Proprio allora ho capito il grande valore del sistema: la possibilità di interagire con un personaggio virtuale, ricevendo dei feedback visivi e uditivi che dipendevano da un movimento che può dare piacere anche a me, non mi ha lasciato indifferente. È vero, il video si rifaceva a un immaginario molto lontano dai miei modelli erotici — che come i più attenti avranno intuito, tra le altre cose, escludono categoricamente i tatuaggi tribali — ma la sensazione di poter dare del piacere a un personaggio — per quanto virtuale — ha creato una minuscola breccia nelle barriere impenetrabili che avvolgono il mio cuore di ghiaccio e mi ha fatto intuire come farlo sciogliere — dove questa del cuore di ghiaccio che si scioglie è solo una metafora.
Antonella:
Per prima cosa ho indossato il bracciale che serve a coordinare i movimenti del polso con le movenze dei performer nel VR. Poi ho messo il visore e mi sono ritrovata subito immersa nella scena di un porno dei più classici: una ragazza di colore molto bella si muoveva su e giù sopra di me. Il realismo virtuale mi ha portata innanzitutto a esplorare meglio il contesto. Girando la testa potevo direzionare lo sguardo sui movimenti dei miei addominali, sull’arredamento minimale della stanza e sul corpo della donna.

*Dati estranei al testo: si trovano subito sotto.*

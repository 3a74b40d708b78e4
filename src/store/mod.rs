//! Durable store for teams, aliases, games, rating snapshots, per-game stat
//! lines and hypothetical predictions.
//!
//! Every write is an upsert keyed by the record's natural key. Optional
//! fields left as `None` keep whatever is already stored.

pub mod models;
pub mod sqlite;

pub use models::{
    Alias, Favorite, Game, GameFilter, GameId, GameUpsert, HypotheticalPrediction, NewTeam,
    RatingFilter, RatingSnapshot, RatingSystem, RecentGameStatLine, Team, TeamId,
};
pub use sqlite::SqliteStore;

use crate::error::AppError;

/// Storage seam used by ingestion, ratings, prediction and analytics.
///
/// Implementations must be safe to share across worker tasks.
pub trait Store: Send + Sync {
    /// Inserts or updates a team by case-insensitive name. Returns its id.
    fn upsert_team(&self, team: &NewTeam) -> Result<TeamId, AppError>;
    fn team(&self, id: TeamId) -> Result<Option<Team>, AppError>;
    fn teams(&self) -> Result<Vec<Team>, AppError>;

    /// Records an alias; an existing `(alias, source)` pair is repointed.
    fn upsert_alias(&self, alias: &Alias) -> Result<(), AppError>;
    fn aliases(&self) -> Result<Vec<Alias>, AppError>;

    /// Upserts on `(home_team_id, away_team_id, game_date)`.
    fn upsert_game(&self, game: &GameUpsert) -> Result<GameId, AppError>;
    fn game(&self, id: GameId) -> Result<Option<Game>, AppError>;
    fn game_by_external_id(&self, external_id: &str) -> Result<Option<Game>, AppError>;
    fn games(&self, filter: &GameFilter) -> Result<Vec<Game>, AppError>;

    /// Upserts on `(team_id, system, season, week)`.
    fn upsert_rating(&self, snapshot: &RatingSnapshot) -> Result<(), AppError>;
    /// Most recent snapshot for the season; weekly values win over the season-level one.
    fn latest_rating(
        &self,
        team_id: TeamId,
        system: RatingSystem,
        season: i32,
    ) -> Result<Option<RatingSnapshot>, AppError>;
    fn ratings(&self, filter: &RatingFilter) -> Result<Vec<RatingSnapshot>, AppError>;

    /// Upserts on `(team_id, game_id)`, merging metric maps.
    fn upsert_stat_line(&self, line: &RecentGameStatLine) -> Result<(), AppError>;
    /// Up to `limit` lines for the team, most recent first.
    fn recent_stat_lines(
        &self,
        team_id: TeamId,
        limit: usize,
    ) -> Result<Vec<RecentGameStatLine>, AppError>;

    /// One prediction per game; `created_at` survives updates.
    fn upsert_prediction(&self, prediction: &HypotheticalPrediction) -> Result<(), AppError>;
    fn prediction(&self, game_id: GameId) -> Result<Option<HypotheticalPrediction>, AppError>;
    fn predictions(&self, season: Option<i32>) -> Result<Vec<HypotheticalPrediction>, AppError>;
}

Ho provato tutte le posizioni possibili tentando di coordinare sempre meglio il mio polso con quanto accadeva nel VR, ma arrivata alla fine non credo di esserci mai riuscita per bene. Nel corso dell’esperienza, infatti, c’erano una serie di fattori che disturbavano la mia attenzione, già altalenante di suo. Il primo era che, banalmente, non avevo dei genitali su cui esercitare il polso: dover scuotere la mano a vuoto rendeva il tutto poco realistico, uno stimolo fisico avrebbe reso molto più convincente quanto accadeva nel visore. Ma non posso farci niente se non sono un uomo.
Inoltre ero imbarazzata dai gemiti della performer e dal fatto che fossero, come vuole una certa tradizione porno, piuttosto esagerati. Il suo modo di gemere quando mi praticava sesso orale era particolarmente irrealistico, anche perché da parte dell’uomo non c’era nessuna intenzione di coinvolgerla o eccitarla. Nel contesto virtuale era sottinteso che lei fosse completamente al mio servizio, pronta a mettersi in ogni posizione e a esagerare l’eccitazione per gratificare il mio ego.

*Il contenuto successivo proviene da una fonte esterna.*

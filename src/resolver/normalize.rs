//! Deterministic name normalization shared by both sides of a comparison.

/// Abbreviation expansions applied token by token after lowercasing.
const EXPANSIONS: &[(&str, &str)] = &[
    ("st", "state"),
    ("univ", "university"),
    ("u", "university"),
    ("n", "north"),
    ("s", "south"),
    ("so", "southern"),
    ("e", "east"),
    ("w", "west"),
    ("c", "central"),
    ("cent", "central"),
    ("mich", "michigan"),
    ("ill", "illinois"),
    ("tenn", "tennessee"),
    ("miss", "mississippi"),
    ("ga", "georgia"),
    ("fla", "florida"),
    ("intl", "international"),
    ("mt", "mount"),
    ("no", "northern"),
    ("ark", "arkansas"),
    ("ky", "kentucky"),
    ("la", "louisiana"),
    ("wash", "washington"),
];

/// Lowercases, strips punctuation, collapses whitespace and expands common
/// abbreviations.
///
/// # Examples
///
/// ```
/// use sports_ratings::resolver::normalize_name;
///
/// assert_eq!(normalize_name("Michigan St."), "michigan state");
/// assert_eq!(normalize_name("  N.  Carolina  "), "north carolina");
/// assert_eq!(normalize_name("Texas A&M"), "texas a m");
/// ```
pub fn normalize_name(raw: &str) -> String {
    let cleaned: String = raw
        .chars()
        .map(|c| {
            if c.is_alphanumeric() {
                c.to_ascii_lowercase()
            } else if c == '.' || c == '\'' {
                // Dots and apostrophes join: "St." -> "st", "Hawai'i" -> "hawaii"
                '\0'
            } else {
                ' '
            }
        })
        .filter(|c| *c != '\0')
        .collect();

    cleaned
        .split_whitespace()
        .map(expand_token)
        .collect::<Vec<_>>()
        .join(" ")
}

fn expand_token(token: &str) -> &str {
    EXPANSIONS
        .iter()
        .find(|(short, _)| *short == token)
        .map(|(_, long)| *long)
        .unwrap_or(token)
}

Per quanto il video rappresenti una situazione di sudditanza in cui una donna non dovrebbe mai trovarsi — se non per legittima scelta — per ora è un porno interattivo pensato per gli uomini, e in questo è perfettamente conforme all’estetica dominante. Da donna, non credo che simulatori del genere debbano essere giudicati severamente, ma aspetto il momento in cui la varietà di situazioni proposte includerà anche altri modi di intendere il sesso. Di sicuro, momentaneamente, SenseMax propone un punto di vista fallocentrico da cui è necessario emanciparsi.

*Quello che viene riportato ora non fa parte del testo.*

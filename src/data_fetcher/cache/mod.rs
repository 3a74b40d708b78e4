//! Injected TTL caches used by the ratings aggregator and analytics engine.

pub mod core;
pub mod types;

pub use core::TtlCache;
pub use types::CachedEntry;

Nel complesso, però, è stata un’esperienza interessante. Il mio orientamento sessuale indefinito ha giocato un suo ruolo, e in qualche zona remota del mio cervello mi sono calata perfettamente nei panni del performer maschio che incarnavo. Ho soddisfatto un istinto primario che esisteva già da qualche parte. Consiglio SenseMax a qualsiasi donna sia curiosa di provare cosa vuol dire avere un pene e usarlo a letto. In fondo è una curiosità che abbiamo più o meno tutte. E non voglio certo pensare che abbia ragione Freud quando dice che c’è una percentuale di invidia.